This article highlights a number of the most important features of the Notice.1 While the Notice does provide some breathing room for employers to evaluate their NQDC arrangements and to respond to the new requirements, employers must nevertheless move promptly to avoid the potential substantial adverse tax consequences of noncompliance. At this time, employers should be taking steps to identify their NQDC arrangements and planning an appropriate reaction to the new law. 2 However, depending upon the types of arrangements maintained and the goals of the employer, it is possible that final decisions on plan design and amendments will need to be deferred until the IRS issues further guidance.

General Scope of The New Requirements

The Notice provides guidance regarding the types of arrangements that will be considered NQDC plans that must comply with the new rules.

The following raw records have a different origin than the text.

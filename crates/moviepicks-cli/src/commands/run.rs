use super::{history_path, load_config, load_credentials};
use crate::output::{Output, OutputFormat};
use chrono::{NaiveDate, Utc};
use color_eyre::Result;
use moviepicks_config::PathManager;
use moviepicks_core::{PicksOrchestrator, PicksResult};
use owo_colors::OwoColorize;

pub async fn run_picks(dry_run: bool, date: Option<NaiveDate>, output: &Output) -> Result<()> {
    tracing::debug!(dry_run, ?date, "Run command started");

    let path_manager = PathManager::default();
    let config = load_config(&path_manager)?;
    let credentials = load_credentials(&path_manager)?;
    let history_file = history_path(&config, &path_manager);

    let orchestrator = PicksOrchestrator::from_config(&config, &credentials, history_file, dry_run)
        .map_err(|e| color_eyre::eyre::eyre!("Configuration check failed: {}", e))?;

    let result = match date {
        Some(date) => orchestrator.run_for_date(date).await,
        None => orchestrator.run(Utc::now()).await,
    };

    report(&result, output)
}

fn report(result: &PicksResult, output: &Output) -> Result<()> {
    match output.format() {
        OutputFormat::Human => {
            if output.is_quiet() {
                return Ok(());
            }

            output.info(format!(
                "{} {} ({}), {} candidates found",
                "Theme:".bright_cyan().bold(),
                result.theme_label,
                result.date.format("%A %Y-%m-%d"),
                result.candidates_found
            ));

            if result.dry_run {
                output.println("");
                output.println(&result.message);
                output.println("");
            }

            if result.nothing_found() {
                output.warn("No eligible movies today; the nothing-found message was produced instead");
            } else {
                for item in &result.items {
                    output.println(format!(
                        "  {} {} ({:.1}, {})",
                        "•".bright_black(),
                        item.title.bold(),
                        item.average_rating,
                        item.certification
                    ));
                }
            }

            if result.dry_run {
                output.success("Dry run complete: nothing sent, history unchanged");
                return Ok(());
            }

            if result.delivered {
                output.success(format!("Message delivered in {}ms", result.duration_ms));
            } else {
                output.warn("Message delivery failed; see the log for details");
            }
            if !result.nothing_found() && !result.history_persisted {
                output.warn("History could not be saved; these movies may be picked again");
            }
        }
        OutputFormat::Json | OutputFormat::JsonPretty => {
            let value = serde_json::to_value(result)?;
            output.json(&value);
        }
    }

    Ok(())
}
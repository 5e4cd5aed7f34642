pub mod candidate;
pub mod detail;
pub mod enriched;
pub mod history_entry;
pub mod providers;
pub mod theme;

pub use candidate::CandidateItem;
pub use detail::{CrewCredit, MovieDetail, RegionRelease, SpokenLanguage, Video};
pub use enriched::{CertificationBucket, EnrichedItem, Sensitivity, SensitivitySummary};
pub use history_entry::HistoryEntry;
pub use providers::{ProviderMap, RegionProviders, StreamingAvailability};
pub use theme::{FilterSet, ThemeKey, ThemeProfile};
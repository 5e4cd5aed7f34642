use chrono::{Duration as ChronoDuration, NaiveDate};
use moviepicks_config::{Config, SelectionPolicyKind};
use moviepicks_models::{CandidateItem, MovieDetail, ProviderMap, ThemeProfile};
use moviepicks_sources::{CatalogSource, DiscoverQuery};
use std::collections::HashSet;
use std::sync::Arc;
use std::time::Duration;
use tracing::{debug, info, warn};
use crate::history::HistoryStore;
use crate::rules::streaming_availability;

/// Rating interval `[floor, ceiling)`; a ceiling at the top of the scale
/// is inclusive so a perfect 10.0 still lands in the top band.
#[derive(Debug, Clone, Copy, PartialEq)]
pub struct RatingBand {
    pub floor: f64,
    pub ceiling: f64,
}

impl RatingBand {
    pub fn new(floor: f64, ceiling: f64) -> Self {
        Self { floor, ceiling }
    }

    pub fn contains(&self, rating: f64) -> bool {
        rating >= self.floor && (rating < self.ceiling || (self.ceiling >= 10.0 && rating <= self.ceiling))
    }
}

#[derive(Debug, Clone, PartialEq)]
pub enum SelectionPolicy {
    /// Best N by rank
    TopN,
    /// One pick per band per sweep, bands in the given order; leftover
    /// slots are filled in rank order
    Banded(Vec<RatingBand>),
}

/// Hard gate applied after the detail fetch
#[derive(Debug, Clone)]
pub struct EligibilityGate {
    pub allowed_languages: Vec<String>,
    pub require_provider: bool,
    pub provider_regions: Vec<String>,
    pub include_ads: bool,
}

#[derive(Debug, Clone)]
pub struct SelectionSettings {
    pub count: usize,
    /// Zero disables the no-repeat window
    pub no_repeat_days: i64,
    pub min_rating: f64,
    pub max_pages: u32,
    pub page_delay: Duration,
    pub policy: SelectionPolicy,
    pub gate: Option<EligibilityGate>,
}

impl SelectionSettings {
    pub fn from_config(config: &Config) -> Self {
        let selection = &config.selection;
        let policy = match selection.policy {
            SelectionPolicyKind::TopN => SelectionPolicy::TopN,
            SelectionPolicyKind::Banded => SelectionPolicy::Banded(
                selection
                    .bands
                    .iter()
                    .map(|b| RatingBand::new(b.floor, b.ceiling))
                    .collect(),
            ),
        };
        let gate = selection.eligibility.enabled.then(|| EligibilityGate {
            allowed_languages: selection.eligibility.allowed_languages.clone(),
            require_provider: selection.eligibility.require_provider,
            provider_regions: config.enrichment.provider_regions.clone(),
            include_ads: config.enrichment.include_ads,
        });

        Self {
            count: selection.count,
            no_repeat_days: selection.no_repeat_days,
            min_rating: selection.min_rating,
            max_pages: config.catalog.max_pages,
            page_delay: Duration::from_millis(config.catalog.page_delay_ms),
            policy,
            gate,
        }
    }
}
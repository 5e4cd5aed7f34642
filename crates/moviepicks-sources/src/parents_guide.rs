use async_trait::async_trait;
use reqwest::Client;
use scraper::{Html, Node};
use std::time::Duration;
use tracing::debug;
use crate::error::SourceError;
use crate::http::{create_client, ensure_success};
use crate::traits::SensitivitySource;

const SOURCE_NAME: &str = "parents_guide";

/// IMDb parents-guide page, fetched by IMDb title id and flattened to text
pub struct ParentsGuideClient {
    client: Client,
    base_url: String,
    max_chars: usize,
}

impl ParentsGuideClient {
    pub fn new(base_url: &str, timeout: Duration, max_chars: usize) -> Self {
        Self {
            client: create_client(timeout),
            base_url: base_url.trim_end_matches('/').to_string(),
            max_chars,
        }
    }

    fn page_url(&self, imdb_id: &str) -> String {
        format!("{}/title/{}/parentalguide", self.base_url, urlencoding::encode(imdb_id))
    }
}

/// Visible text of an HTML document: script/style/noscript contents are
/// dropped, whitespace runs collapse to one space.
pub fn page_text(html: &str, max_chars: usize) -> String {
    let document = Html::parse_document(html);
    let mut words: Vec<&str> = Vec::new();

    for node in document.root_element().descendants() {
        let Node::Text(text) = node.value() else {
            continue;
        };
        let hidden = node
            .parent()
            .and_then(|parent| parent.value().as_element().map(|el| el.name()))
            .map(|name| matches!(name, "script" | "style" | "noscript"))
            .unwrap_or(false);
        if hidden {
            continue;
        }
        words.extend(text.split_whitespace());
    }

    words.join(" ").chars().take(max_chars).collect()
}

#[async_trait]
impl SensitivitySource for ParentsGuideClient {
    async fn fetch_page_text(&self, external_id: &str) -> Result<String, SourceError> {
        let response = self
            .client
            .get(self.page_url(external_id))
            .header("Accept", "text/html")
            .header("Accept-Language", "en-US,en;q=0.9")
            .send()
            .await
            .map_err(|e| SourceError::from_reqwest(SOURCE_NAME, e))?;
        let response = ensure_success(SOURCE_NAME, response).await?;
        let html = response
            .text()
            .await
            .map_err(|e| SourceError::from_reqwest(SOURCE_NAME, e))?;

        let text = page_text(&html, self.max_chars);
        debug!(imdb_id = external_id, chars = text.len(), "Parents guide text extracted");
        if text.is_empty() {
            return Err(SourceError::malformed(SOURCE_NAME, "page has no visible text"));
        }
        Ok(text)
    }
}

  • Subject to certain specific exceptions, the new requirements apply broadly to all arrangements that defer compensation for any person who provides services – including employees, directors and other independent contractors, and partners.
  • For this purpose, an arrangement generally provides for the deferral of compensation if the individual obtains a legally binding right in one year to receive compensation to be paid in a future year.
  • However, an arrangement is not considered to be a NQDC plan subject to the new rules if the arrangement requires payment of an amount to the individual no later than two and one-half (2 ½) months after the end of the tax year of the individual in which the individual becomes vested (or, if later, two and one-half (2½) months after the end of the employer’s tax year in which the individual becomes vested).
  • While the new rules do not apply to eligible Section 457(b) plans of taxexempt or governmental organizations, they are applicable to Section 457(f) plans and arrangements of tax-exempt entities, including those that were grandfathered in the past against Section 457 requirements.
  • A NQDC arrangement is subject to the new rules even if it covers only one individual (e.g., under an employment agreement).
  • At least for 2005, a severance pay arrangement will not be required to satisfy the Section 409A requirements if it is either collectively bargained or covers no key employees (as defined by the rules applicable to tax-qualified plans), and is amended to conform to Section 409A no later than December 31, 2005. For this purpose, a severance pay arrangement includes (for example) any arrangement under which payments are made within two years of termination, do not exceed twice the individual’s annual compensation before the termination, and are not conditioned on retirement. In light of this limited exception for severance pay arrangements, it appears that severance pay to key employees in publicly-traded companies would be considered NQDC subject to Section 409A and therefore may not be paid until at least six months after termination of employment.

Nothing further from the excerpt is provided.